This is a struggle record of knocking 100 eggs without knowing the data scientist's egg. It is a mystery whether I can finish the race. ~~ Even if it disappears on the way, please think that it is not given to Qiita. ~~
100 knock articles 100 Knock Guide
** Be careful if you are trying to do it as it includes spoilers **
I'm scared because the way to write the model answer is too different
This is hard to see! This way of writing is dangerous! If you have any questions, please let me know. ~~ I will use it as food while suffering damage to my heart.
This solution is wrong! This interpretation is different! Please comment if you have any.
This time from 41 to 44. [Last time] 36-40 [First time with table of contents]
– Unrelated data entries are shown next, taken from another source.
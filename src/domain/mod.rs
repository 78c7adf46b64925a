pub mod feed;
pub mod item;

pub use feed::{FeedData, FeedEntry};
pub use item::Item;
use chrono::Utc;
use feed_rs::parser;
use html_escape::decode_html_entities;

use crate::app::{MrssError, Result};
use crate::domain::{FeedData, Item};

/// Converts RSS, Atom and JSON Feed documents into [`FeedData`].
#[derive(Debug, Clone, Copy, Default)]
pub struct Normalizer;

impl Normalizer {
    pub fn new() -> Self {
        Self
    }

    pub fn normalize(&self, body: &[u8]) -> Result<FeedData> {
        let feed = parser::parse(body).map_err(|e| MrssError::FeedParse(e.to_string()))?;

        let title = feed
            .title
            .map(|t| decode_html_entities(&t.content).into_owned())
            .unwrap_or_default();

        let items = feed
            .entries
            .into_iter()
            .map(|entry| {
                // Full content when present, otherwise the summary.
                let content = entry
                    .content
                    .and_then(|c| c.body)
                    .or_else(|| entry.summary.map(|s| s.content))
                    .map(|b| decode_html_entities(&b).into_owned())
                    .unwrap_or_default();

                Item {
                    title: entry
                        .title
                        .map(|t| decode_html_entities(&t.content).into_owned())
                        .unwrap_or_default(),
                    content,
                    link: entry
                        .links
                        .first()
                        .map(|l| l.href.clone())
                        .unwrap_or_default(),
                    published_at: entry
                        .published
                        .or(entry.updated)
                        .map(|dt| dt.with_timezone(&Utc)),
                }
            })
            .collect();

        Ok(FeedData { title, items })
    }
}

#[cfg(test)]
mod tests {
    use super::*;

    const RSS_SAMPLE: &str = r#"<?xml version="1.0" encoding="UTF-8"?>
<rss version="2.0">
  <channel>
    <title>Test Feed &amp; Friends</title>
    <description>A test feed</description>
    <item>
      <title>Test Item 1</title>
      <link>https://example.com/item1</link>
      <guid>item-1</guid>
      <pubDate>Mon, 01 Jan 2024 00:00:00 GMT</pubDate>
      <description>This is item 1</description>
    </item>
    <item>
      <title>Test Item 2</title>
      <link>https://example.com/item2</link>
      <guid>item-2</guid>
      <description>This is item 2</description>
    </item>
  </channel>
</rss>"#;

    const ATOM_SAMPLE: &str = r#"<?xml version="1.0" encoding="UTF-8"?>
<feed xmlns="http://www.w3.org/2005/Atom">
  <title>Atom Test Feed</title>
  <entry>
    <title>Atom Entry 1</title>
    <link href="https://example.com/atom1"/>
    <id>atom-entry-1</id>
    <updated>2024-01-01T00:00:00Z</updated>
    <summary>This is Atom entry 1</summary>
  </entry>
</feed>"#;

    #[test]
    fn test_parse_rss() {
        let feed = Normalizer::new().normalize(RSS_SAMPLE.as_bytes()).unwrap();

        assert_eq!(feed.title, "Test Feed & Friends");
        assert_eq!(feed.items.len(), 2);
        assert_eq!(feed.items[0].title, "Test Item 1");
        assert_eq!(feed.items[0].link, "https://example.com/item1");
        assert!(feed.items[0].content.contains("This is item 1"));
        assert!(feed.items[0].published_at.is_some());
        assert!(feed.items[1].published_at.is_none());
    }

    #[test]
    fn test_parse_atom() {
        let feed = Normalizer::new().normalize(ATOM_SAMPLE.as_bytes()).unwrap();

        assert_eq!(feed.title, "Atom Test Feed");
        assert_eq!(feed.items.len(), 1);
        assert_eq!(feed.items[0].link, "https://example.com/atom1");
        assert!(feed.items[0].content.contains("This is Atom entry 1"));
        assert!(feed.items[0].published_at.is_some());
    }

    #[test]
    fn test_parse_garbage() {
        let err = Normalizer::new().normalize(b"not a feed").unwrap_err();
        assert!(matches!(err, MrssError::FeedParse(_)));
    }
}
use crate::domain::Item;

/// A parsed feed document.
#[derive(Debug, Clone, Default, PartialEq)]
pub struct FeedData {
    pub title: String,
    pub items: Vec<Item>,
}

/// One subscription line and, once fetched, its feed.
#[derive(Debug, Clone, PartialEq)]
pub struct FeedEntry {
    pub url: String,
    pub feed: Option<FeedData>,
}

impl FeedEntry {
    pub fn new(url: String) -> Self {
        Self { url, feed: None }
    }

    pub fn is_loaded(&self) -> bool {
        self.feed.is_some()
    }

    /// Feed title, or the raw URL while the feed is absent or untitled.
    pub fn display_title(&self) -> &str {
        match &self.feed {
            Some(feed) if !feed.title.is_empty() => &feed.title,
            _ => &self.url,
        }
    }

    pub fn items(&self) -> &[Item] {
        self.feed
            .as_ref()
            .map(|feed| feed.items.as_slice())
            .unwrap_or(&[])
    }
}
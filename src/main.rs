use std::fs::OpenOptions;
use std::process::ExitCode;
use std::sync::Mutex;

use anyhow::Context;
use clap::Parser;
use tracing_subscriber::{fmt, prelude::*, EnvFilter};

use mrss::app::{AppContext, MrssError};
use mrss::cli::Cli;

#[tokio::main]
async fn main() -> ExitCode {
    let _cli = Cli::parse();
    init_tracing();

    match run().await {
        Ok(()) => ExitCode::SUCCESS,
        Err(e) => {
            tracing::error!("{:#}", e);
            eprintln!("mrss: {:#}", e);
            let code = e.downcast_ref::<MrssError>().map_or(2, MrssError::exit_code);
            ExitCode::from(code)
        }
    }
}

async fn run() -> anyhow::Result<()> {
    let ctx = AppContext::load().context("Failed to load configuration")?;
    mrss::tui::run(ctx).await?;
    Ok(())
}

/// Log to a file; stdout belongs to the UI. Set `RUST_LOG` to enable.
fn init_tracing() {
    let Some(path) = AppContext::log_path() else {
        return;
    };
    let Ok(file) = OpenOptions::new().create(true).append(true).open(path) else {
        return;
    };

    tracing_subscriber::registry()
        .with(fmt::layer().with_writer(Mutex::new(file)).with_ansi(false))
        .with(EnvFilter::from_default_env())
        .init();
}
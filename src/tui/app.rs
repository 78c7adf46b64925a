//! Navigation state: which view is shown, what is selected, and where the
//! viewport sits.
//!
//! `offset` is the screen row of the selected entry. It follows the cursor
//! down until the cursor reaches the last visible row, after which the list
//! scrolls underneath it. In the item body view the viewport instead scrolls
//! line by line through [`OpenItem::scroll`].

use crate::formatter::{body_width, format_item};
use crate::store::FeedStore;
use crate::tui::event::Action;

#[derive(Debug, Clone, Copy, PartialEq, Eq)]
pub enum Mode {
    FeedList,
    ItemList,
    ItemBody,
}

/// Side effects the event loop performs on behalf of [`AppState::apply`].
#[derive(Debug, Clone, PartialEq, Eq)]
pub enum Effect {
    None,
    Exit,
    RefreshAll,
    OpenLink(String),
}

/// The item shown in [`Mode::ItemBody`].
#[derive(Debug, Clone, PartialEq, Eq)]
pub struct OpenItem {
    pub title: String,
    pub lines: Vec<String>,
    /// Index of the first body line on screen.
    pub scroll: usize,
}

#[derive(Debug, Clone)]
pub struct AppState {
    pub mode: Mode,
    pub feed_index: usize,
    pub item_index: usize,
    pub offset: usize,
    pub open_item: Option<OpenItem>,
    pub width: u16,
    pub height: u16,
}

impl AppState {
    pub fn new(width: u16, height: u16) -> Self {
        Self {
            mode: Mode::FeedList,
            feed_index: 0,
            item_index: 0,
            offset: 0,
            open_item: None,
            width,
            height,
        }
    }

    /// Apply one user action. Out-of-range movement is clamped silently.
    pub fn apply(&mut self, action: Action, feeds: &FeedStore) -> Effect {
        match action {
            Action::Activate => self.activate(feeds),
            Action::Dismiss => return self.dismiss(),
            Action::MoveDown => self.move_down(feeds),
            Action::MoveUp => self.move_up(),
            Action::PageDown => self.page_down(feeds),
            Action::PageUp => self.page_up(),
            Action::GotoTop => self.goto_top(),
            Action::GotoBottom => self.goto_bottom(feeds),
            Action::RefreshAll => return Effect::RefreshAll,
            Action::OpenLink => return self.selected_link(feeds),
            Action::Exit => return Effect::Exit,
            Action::None => {}
        }
        Effect::None
    }

    /// Index of the highlighted entry in the current list view.
    pub fn selected_index(&self) -> usize {
        match self.mode {
            Mode::FeedList => self.feed_index,
            Mode::ItemList | Mode::ItemBody => self.item_index,
        }
    }

    pub fn resize(&mut self, width: u16, height: u16) {
        self.width = width;
        self.height = height;
        self.offset = self.offset.min(self.last_row());
    }

    /// Pull indices back into range after a feed was replaced.
    pub fn reconcile(&mut self, feeds: &FeedStore) {
        self.feed_index = self.feed_index.min(feeds.len().saturating_sub(1));
        if self.mode != Mode::FeedList {
            let items = feeds.items(self.feed_index).len();
            self.item_index = self.item_index.min(items.saturating_sub(1));
        }
        self.offset = self.offset.min(self.selected_index()).min(self.last_row());
    }

    fn activate(&mut self, feeds: &FeedStore) {
        match self.mode {
            Mode::FeedList => {
                if feeds.get(self.feed_index).is_some_and(|e| e.is_loaded()) {
                    self.offset = 0;
                    self.item_index = 0;
                    self.mode = Mode::ItemList;
                    tracing::debug!("Opened feed {}", self.feed_index);
                }
            }
            Mode::ItemList => {
                if let Some(item) = feeds.items(self.feed_index).get(self.item_index) {
                    let formatted = format_item(item, body_width(self.width));
                    self.open_item = Some(OpenItem {
                        title: formatted.title,
                        lines: formatted.lines,
                        scroll: 0,
                    });
                    self.offset = 0;
                    self.mode = Mode::ItemBody;
                    tracing::debug!("Opened item {} of feed {}", self.item_index, self.feed_index);
                }
            }
            Mode::ItemBody => {}
        }
    }

    fn dismiss(&mut self) -> Effect {
        match self.mode {
            Mode::FeedList => return Effect::Exit,
            Mode::ItemList => {
                self.mode = Mode::FeedList;
                self.offset = 0;
            }
            Mode::ItemBody => {
                self.open_item = None;
                self.mode = Mode::ItemList;
                self.offset = 0;
            }
        }
        Effect::None
    }

    fn move_down(&mut self, feeds: &FeedStore) {
        if let Some(open) = self.body_mut() {
            if open.scroll + 1 < open.lines.len() {
                open.scroll += 1;
            }
            return;
        }

        let index = self.selected_index();
        if index + 1 < self.list_len(feeds) {
            self.set_selected(index + 1);
            if self.offset < self.last_row() {
                self.offset += 1;
            }
        }
    }

    fn move_up(&mut self) {
        // The offset decays even when the cursor is already at the top.
        self.offset = self.offset.saturating_sub(1);

        if let Some(open) = self.body_mut() {
            open.scroll = open.scroll.saturating_sub(1);
            return;
        }
        let index = self.selected_index();
        self.set_selected(index.saturating_sub(1));
    }

    fn page_down(&mut self, feeds: &FeedStore) {
        let page = self.body_page();
        if let Some(open) = self.body_mut() {
            open.scroll = (open.scroll + page).min(open.lines.len().saturating_sub(1));
            return;
        }

        let last = self.list_len(feeds).saturating_sub(1);
        let index = (self.selected_index() + self.list_page()).min(last);
        self.set_selected(index);
    }

    fn page_up(&mut self) {
        let page = self.body_page();
        if let Some(open) = self.body_mut() {
            open.scroll = open.scroll.saturating_sub(page);
            return;
        }

        let index = self.selected_index().saturating_sub(self.list_page());
        self.set_selected(index);
        self.offset = self.offset.min(index);
    }

    fn goto_top(&mut self) {
        self.offset = 0;
        if let Some(open) = self.body_mut() {
            open.scroll = 0;
            return;
        }
        self.set_selected(0);
    }

    fn goto_bottom(&mut self, feeds: &FeedStore) {
        if let Some(open) = self.body_mut() {
            open.scroll = open.lines.len().saturating_sub(1);
            return;
        }

        let index = self.list_len(feeds).saturating_sub(1);
        self.set_selected(index);
        self.offset = self.last_row().min(index);
    }

    fn selected_link(&self, feeds: &FeedStore) -> Effect {
        if self.mode == Mode::FeedList {
            return Effect::None;
        }
        feeds
            .items(self.feed_index)
            .get(self.item_index)
            .and_then(|item| item.link())
            .map(|link| Effect::OpenLink(link.to_string()))
            .unwrap_or(Effect::None)
    }

    fn body_mut(&mut self) -> Option<&mut OpenItem> {
        match self.mode {
            Mode::ItemBody => self.open_item.as_mut(),
            _ => None,
        }
    }

    fn list_len(&self, feeds: &FeedStore) -> usize {
        match self.mode {
            Mode::FeedList => feeds.len(),
            Mode::ItemList | Mode::ItemBody => feeds.items(self.feed_index).len(),
        }
    }

    fn set_selected(&mut self, index: usize) {
        match self.mode {
            Mode::FeedList => self.feed_index = index,
            Mode::ItemList | Mode::ItemBody => self.item_index = index,
        }
    }

    fn last_row(&self) -> usize {
        (self.height as usize).saturating_sub(1)
    }

    /// List views keep the cursor row and one row of context.
    fn list_page(&self) -> usize {
        (self.height as usize).saturating_sub(2).max(1)
    }

    /// The body view also loses a row to the title bar.
    fn body_page(&self) -> usize {
        (self.height as usize).saturating_sub(3).max(1)
    }

    #[cfg(test)]
    pub(crate) fn invariants_hold(&self, feeds: &FeedStore) -> bool {
        let len = self.list_len(feeds);
        let index_ok = len == 0 || self.selected_index() < len;
        let feed_ok = feeds.is_empty() || self.feed_index < feeds.len();
        let offset_ok = self.offset <= self.selected_index() && self.offset <= self.last_row();
        let body_ok = (self.mode == Mode::ItemBody) == self.open_item.is_some();
        index_ok && feed_ok && offset_ok && body_ok
    }
}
P-041: Aggregate the sales amount (amount) of the receipt detail data frame (df_receipt) for each date (sales_ymd), and calculate the increase or decrease in the sales amount from the previous day. It is sufficient to display 10 calculation results.
mine41.py
df_day=df_receipt.groupby('sales_ymd').agg({'amount':'sum'}).reset_index()
df_Yday=pd.concat([df_day['sales_ymd']+1,df_day['amount']],axis=1).rename(columns={'amount': 'Y_amount'})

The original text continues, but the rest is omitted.